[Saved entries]
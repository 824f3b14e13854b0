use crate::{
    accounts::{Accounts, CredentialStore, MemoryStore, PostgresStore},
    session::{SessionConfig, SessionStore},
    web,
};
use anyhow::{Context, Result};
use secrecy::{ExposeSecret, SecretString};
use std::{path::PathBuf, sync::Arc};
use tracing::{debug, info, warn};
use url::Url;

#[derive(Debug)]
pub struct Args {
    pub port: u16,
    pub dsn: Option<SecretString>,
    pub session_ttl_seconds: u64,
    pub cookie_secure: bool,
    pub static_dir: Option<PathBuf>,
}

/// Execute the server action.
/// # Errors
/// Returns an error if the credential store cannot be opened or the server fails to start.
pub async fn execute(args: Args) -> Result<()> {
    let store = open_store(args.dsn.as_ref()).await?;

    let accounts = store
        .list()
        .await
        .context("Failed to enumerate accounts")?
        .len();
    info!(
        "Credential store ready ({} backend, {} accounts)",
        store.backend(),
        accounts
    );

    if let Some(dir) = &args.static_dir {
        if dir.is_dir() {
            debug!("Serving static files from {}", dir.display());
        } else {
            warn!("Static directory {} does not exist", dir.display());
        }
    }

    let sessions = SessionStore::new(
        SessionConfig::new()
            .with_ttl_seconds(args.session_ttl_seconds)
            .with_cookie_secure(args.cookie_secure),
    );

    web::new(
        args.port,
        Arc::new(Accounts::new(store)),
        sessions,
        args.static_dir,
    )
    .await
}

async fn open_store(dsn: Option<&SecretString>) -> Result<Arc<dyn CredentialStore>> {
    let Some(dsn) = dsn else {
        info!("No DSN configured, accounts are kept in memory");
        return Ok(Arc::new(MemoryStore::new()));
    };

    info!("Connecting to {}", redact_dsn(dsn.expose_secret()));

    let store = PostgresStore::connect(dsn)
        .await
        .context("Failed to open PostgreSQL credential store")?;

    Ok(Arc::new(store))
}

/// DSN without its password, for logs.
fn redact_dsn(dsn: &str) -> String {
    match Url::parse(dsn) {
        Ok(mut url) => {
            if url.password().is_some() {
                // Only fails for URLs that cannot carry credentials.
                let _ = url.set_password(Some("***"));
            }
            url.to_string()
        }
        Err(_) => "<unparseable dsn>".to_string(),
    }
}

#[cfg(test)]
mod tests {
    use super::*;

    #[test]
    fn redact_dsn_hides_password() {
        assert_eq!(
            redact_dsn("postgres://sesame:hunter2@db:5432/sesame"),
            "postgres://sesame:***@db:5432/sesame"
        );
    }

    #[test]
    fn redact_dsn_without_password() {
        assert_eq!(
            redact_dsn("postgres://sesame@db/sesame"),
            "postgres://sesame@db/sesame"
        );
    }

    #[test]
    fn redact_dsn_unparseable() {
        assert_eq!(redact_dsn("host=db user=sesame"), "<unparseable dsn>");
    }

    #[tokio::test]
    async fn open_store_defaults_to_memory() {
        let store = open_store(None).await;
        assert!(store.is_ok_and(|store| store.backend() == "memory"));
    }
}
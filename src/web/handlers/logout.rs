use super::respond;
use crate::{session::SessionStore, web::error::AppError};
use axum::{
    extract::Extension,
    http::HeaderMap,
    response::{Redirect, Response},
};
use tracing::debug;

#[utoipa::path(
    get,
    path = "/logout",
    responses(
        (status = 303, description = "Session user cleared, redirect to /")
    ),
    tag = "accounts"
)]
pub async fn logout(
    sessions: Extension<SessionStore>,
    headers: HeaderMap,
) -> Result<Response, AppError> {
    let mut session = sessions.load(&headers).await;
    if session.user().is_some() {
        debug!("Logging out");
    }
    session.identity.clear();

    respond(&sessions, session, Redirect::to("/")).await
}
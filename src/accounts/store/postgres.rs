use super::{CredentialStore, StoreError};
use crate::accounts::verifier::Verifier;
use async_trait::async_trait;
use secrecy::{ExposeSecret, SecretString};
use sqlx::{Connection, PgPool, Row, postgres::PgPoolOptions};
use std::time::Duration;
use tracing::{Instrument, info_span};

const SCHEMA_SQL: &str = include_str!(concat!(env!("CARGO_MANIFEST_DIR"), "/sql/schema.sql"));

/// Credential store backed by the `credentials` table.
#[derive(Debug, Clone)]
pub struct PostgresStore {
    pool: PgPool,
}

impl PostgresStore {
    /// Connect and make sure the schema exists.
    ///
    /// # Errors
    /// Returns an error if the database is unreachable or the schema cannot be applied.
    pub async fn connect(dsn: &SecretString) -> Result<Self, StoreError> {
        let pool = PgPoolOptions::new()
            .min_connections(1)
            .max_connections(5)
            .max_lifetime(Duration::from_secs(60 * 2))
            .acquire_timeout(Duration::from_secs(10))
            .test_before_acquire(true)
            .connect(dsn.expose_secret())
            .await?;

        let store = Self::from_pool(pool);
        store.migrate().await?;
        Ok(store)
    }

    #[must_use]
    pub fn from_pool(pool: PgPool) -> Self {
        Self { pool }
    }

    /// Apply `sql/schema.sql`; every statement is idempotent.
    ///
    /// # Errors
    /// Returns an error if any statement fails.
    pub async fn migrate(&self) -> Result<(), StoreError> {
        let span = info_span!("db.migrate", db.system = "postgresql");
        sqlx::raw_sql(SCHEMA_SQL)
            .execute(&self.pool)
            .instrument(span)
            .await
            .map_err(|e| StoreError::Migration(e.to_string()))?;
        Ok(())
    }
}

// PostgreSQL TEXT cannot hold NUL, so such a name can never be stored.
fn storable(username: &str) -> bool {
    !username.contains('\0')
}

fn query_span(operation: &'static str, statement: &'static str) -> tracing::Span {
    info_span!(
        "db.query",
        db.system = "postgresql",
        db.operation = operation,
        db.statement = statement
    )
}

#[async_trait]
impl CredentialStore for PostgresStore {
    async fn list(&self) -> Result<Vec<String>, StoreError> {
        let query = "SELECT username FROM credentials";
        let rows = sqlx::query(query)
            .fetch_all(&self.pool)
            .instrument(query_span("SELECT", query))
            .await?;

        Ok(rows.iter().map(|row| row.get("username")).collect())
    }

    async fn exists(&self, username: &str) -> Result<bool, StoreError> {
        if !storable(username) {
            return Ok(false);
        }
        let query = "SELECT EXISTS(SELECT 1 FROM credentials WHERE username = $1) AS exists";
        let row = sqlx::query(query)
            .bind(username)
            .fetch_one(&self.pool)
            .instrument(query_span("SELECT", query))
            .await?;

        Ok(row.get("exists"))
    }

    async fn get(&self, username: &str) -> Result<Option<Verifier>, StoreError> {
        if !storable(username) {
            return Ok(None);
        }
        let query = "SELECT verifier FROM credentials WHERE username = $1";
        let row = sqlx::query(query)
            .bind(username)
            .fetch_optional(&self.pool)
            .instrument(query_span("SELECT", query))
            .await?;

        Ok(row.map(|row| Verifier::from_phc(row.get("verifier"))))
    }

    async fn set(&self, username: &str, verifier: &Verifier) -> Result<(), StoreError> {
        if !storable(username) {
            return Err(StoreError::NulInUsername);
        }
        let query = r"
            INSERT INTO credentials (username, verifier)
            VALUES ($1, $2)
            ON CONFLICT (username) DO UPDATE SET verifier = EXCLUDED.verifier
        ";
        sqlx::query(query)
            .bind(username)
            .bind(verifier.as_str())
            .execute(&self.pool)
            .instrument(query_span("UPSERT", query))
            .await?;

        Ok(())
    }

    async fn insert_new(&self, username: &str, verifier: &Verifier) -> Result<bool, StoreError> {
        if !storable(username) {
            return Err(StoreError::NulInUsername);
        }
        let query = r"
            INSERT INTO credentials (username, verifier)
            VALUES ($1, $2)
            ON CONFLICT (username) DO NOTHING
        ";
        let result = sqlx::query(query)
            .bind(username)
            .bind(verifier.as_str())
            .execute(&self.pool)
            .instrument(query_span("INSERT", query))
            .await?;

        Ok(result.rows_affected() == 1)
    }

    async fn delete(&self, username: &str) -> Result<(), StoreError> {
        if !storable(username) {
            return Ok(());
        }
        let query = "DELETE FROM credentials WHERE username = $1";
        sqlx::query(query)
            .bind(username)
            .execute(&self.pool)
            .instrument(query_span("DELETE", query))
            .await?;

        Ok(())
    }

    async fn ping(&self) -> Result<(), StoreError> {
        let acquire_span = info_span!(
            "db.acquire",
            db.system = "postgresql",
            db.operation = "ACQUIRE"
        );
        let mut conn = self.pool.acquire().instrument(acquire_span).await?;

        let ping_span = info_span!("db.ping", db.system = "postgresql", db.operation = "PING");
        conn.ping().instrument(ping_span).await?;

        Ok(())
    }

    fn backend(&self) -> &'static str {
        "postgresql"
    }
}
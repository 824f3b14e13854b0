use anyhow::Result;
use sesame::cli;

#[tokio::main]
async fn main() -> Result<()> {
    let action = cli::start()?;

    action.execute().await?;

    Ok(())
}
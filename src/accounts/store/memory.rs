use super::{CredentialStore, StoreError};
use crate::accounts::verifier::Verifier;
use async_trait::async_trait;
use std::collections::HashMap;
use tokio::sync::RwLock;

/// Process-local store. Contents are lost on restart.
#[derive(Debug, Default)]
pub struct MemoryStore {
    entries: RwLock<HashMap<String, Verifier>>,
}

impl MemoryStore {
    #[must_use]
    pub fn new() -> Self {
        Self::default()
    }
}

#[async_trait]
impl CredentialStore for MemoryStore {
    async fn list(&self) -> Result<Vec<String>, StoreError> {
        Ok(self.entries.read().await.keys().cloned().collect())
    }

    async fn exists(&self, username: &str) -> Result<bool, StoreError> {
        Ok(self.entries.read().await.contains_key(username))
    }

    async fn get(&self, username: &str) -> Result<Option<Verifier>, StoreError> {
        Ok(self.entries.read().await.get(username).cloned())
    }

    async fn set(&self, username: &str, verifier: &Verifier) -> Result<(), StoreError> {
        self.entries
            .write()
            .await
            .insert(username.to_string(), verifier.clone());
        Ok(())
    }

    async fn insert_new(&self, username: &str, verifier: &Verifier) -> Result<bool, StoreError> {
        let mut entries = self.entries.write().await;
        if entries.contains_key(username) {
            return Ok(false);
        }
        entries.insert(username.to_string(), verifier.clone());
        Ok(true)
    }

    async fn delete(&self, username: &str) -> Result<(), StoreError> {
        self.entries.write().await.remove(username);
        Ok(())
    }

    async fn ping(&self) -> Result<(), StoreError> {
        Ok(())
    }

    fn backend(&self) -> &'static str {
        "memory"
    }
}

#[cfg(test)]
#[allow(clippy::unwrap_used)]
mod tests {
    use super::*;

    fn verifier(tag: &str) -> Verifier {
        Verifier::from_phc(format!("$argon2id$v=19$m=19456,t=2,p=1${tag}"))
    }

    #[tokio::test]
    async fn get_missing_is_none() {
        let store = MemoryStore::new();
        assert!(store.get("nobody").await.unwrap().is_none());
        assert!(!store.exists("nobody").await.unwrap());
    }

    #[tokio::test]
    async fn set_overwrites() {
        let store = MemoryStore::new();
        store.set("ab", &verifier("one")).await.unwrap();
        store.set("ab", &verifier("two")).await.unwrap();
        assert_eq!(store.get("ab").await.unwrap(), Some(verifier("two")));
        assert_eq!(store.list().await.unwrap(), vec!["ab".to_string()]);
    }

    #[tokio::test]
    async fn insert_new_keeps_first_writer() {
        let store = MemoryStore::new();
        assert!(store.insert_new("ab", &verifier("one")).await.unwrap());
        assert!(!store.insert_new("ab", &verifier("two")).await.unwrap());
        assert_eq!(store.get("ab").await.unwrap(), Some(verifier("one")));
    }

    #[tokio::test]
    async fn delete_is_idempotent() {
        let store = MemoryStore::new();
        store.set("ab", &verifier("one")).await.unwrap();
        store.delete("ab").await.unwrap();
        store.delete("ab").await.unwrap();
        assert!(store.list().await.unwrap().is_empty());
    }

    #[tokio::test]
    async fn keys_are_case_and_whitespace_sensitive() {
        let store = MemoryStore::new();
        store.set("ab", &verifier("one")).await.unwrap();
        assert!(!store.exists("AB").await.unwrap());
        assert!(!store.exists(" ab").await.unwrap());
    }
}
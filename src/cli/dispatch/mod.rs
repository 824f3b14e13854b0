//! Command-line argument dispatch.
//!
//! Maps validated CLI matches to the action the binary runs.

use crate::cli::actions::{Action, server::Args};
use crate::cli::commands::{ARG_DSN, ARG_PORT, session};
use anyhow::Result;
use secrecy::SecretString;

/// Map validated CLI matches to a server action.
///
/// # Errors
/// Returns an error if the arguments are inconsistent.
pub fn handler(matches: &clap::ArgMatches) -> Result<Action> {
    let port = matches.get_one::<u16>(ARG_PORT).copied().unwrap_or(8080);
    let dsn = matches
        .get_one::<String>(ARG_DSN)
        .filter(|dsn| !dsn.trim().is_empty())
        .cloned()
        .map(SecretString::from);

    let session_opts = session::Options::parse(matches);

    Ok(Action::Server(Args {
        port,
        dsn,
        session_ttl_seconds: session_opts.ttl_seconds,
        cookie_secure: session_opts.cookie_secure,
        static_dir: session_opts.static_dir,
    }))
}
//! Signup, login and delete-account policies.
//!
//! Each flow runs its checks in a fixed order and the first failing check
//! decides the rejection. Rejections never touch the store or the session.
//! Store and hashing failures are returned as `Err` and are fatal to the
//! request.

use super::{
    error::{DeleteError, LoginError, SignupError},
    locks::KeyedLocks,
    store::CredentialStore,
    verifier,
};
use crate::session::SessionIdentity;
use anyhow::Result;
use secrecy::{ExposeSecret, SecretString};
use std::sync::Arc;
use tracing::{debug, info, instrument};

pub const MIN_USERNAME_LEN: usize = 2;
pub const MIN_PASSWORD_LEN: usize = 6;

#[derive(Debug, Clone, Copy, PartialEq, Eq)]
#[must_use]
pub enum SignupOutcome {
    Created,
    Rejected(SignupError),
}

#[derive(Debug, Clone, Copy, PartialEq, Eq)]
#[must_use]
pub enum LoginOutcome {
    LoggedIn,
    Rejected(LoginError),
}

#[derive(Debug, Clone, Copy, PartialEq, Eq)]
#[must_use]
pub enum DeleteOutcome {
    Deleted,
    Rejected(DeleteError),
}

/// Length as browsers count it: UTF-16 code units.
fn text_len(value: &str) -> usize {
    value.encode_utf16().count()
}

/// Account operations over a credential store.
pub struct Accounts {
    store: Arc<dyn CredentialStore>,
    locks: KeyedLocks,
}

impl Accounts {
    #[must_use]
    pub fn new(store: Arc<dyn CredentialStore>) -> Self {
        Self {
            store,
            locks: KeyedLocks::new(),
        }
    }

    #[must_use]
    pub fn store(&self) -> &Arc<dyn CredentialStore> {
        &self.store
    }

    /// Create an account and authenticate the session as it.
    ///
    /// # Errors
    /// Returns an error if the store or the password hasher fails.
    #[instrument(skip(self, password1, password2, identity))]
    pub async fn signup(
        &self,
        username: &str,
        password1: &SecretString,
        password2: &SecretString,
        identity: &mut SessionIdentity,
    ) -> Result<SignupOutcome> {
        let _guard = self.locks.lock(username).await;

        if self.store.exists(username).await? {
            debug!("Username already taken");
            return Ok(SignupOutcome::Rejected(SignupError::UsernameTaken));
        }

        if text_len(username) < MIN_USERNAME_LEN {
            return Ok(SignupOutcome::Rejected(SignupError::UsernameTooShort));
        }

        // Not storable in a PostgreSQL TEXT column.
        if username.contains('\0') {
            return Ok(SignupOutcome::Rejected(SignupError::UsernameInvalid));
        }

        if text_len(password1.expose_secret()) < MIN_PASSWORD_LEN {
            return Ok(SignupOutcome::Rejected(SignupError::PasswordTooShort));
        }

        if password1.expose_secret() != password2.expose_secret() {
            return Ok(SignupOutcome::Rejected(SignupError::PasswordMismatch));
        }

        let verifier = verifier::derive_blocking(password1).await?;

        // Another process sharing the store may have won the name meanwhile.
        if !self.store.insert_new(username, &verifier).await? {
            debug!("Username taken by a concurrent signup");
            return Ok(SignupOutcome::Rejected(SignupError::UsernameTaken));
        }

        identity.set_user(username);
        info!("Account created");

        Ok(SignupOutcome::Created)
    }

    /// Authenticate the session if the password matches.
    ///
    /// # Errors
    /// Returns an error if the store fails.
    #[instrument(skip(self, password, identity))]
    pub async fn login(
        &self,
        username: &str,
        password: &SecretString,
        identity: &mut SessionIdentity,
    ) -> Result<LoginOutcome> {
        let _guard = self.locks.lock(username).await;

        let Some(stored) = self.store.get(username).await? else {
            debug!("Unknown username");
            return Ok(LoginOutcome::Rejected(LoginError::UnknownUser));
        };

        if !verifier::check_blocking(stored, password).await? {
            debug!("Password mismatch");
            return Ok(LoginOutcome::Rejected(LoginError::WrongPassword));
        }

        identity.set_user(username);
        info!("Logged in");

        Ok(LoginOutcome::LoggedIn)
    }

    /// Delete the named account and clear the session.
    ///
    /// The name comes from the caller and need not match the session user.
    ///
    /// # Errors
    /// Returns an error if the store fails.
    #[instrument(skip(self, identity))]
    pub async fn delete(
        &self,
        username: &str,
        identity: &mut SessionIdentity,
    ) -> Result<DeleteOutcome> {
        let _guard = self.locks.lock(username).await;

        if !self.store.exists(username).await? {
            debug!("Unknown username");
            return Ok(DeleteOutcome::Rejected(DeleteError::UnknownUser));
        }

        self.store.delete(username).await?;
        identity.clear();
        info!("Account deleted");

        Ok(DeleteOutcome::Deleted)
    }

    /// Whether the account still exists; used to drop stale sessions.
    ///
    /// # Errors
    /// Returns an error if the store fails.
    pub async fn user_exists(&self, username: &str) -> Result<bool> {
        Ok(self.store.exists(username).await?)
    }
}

§ REQUIRED WORK
Above are the entries; copy out every line among them that contains the word "validated".

§ SOLUTION TO THE EXERCISE
//! Maps validated CLI matches to the action the binary runs.
/// Map validated CLI matches to a server action.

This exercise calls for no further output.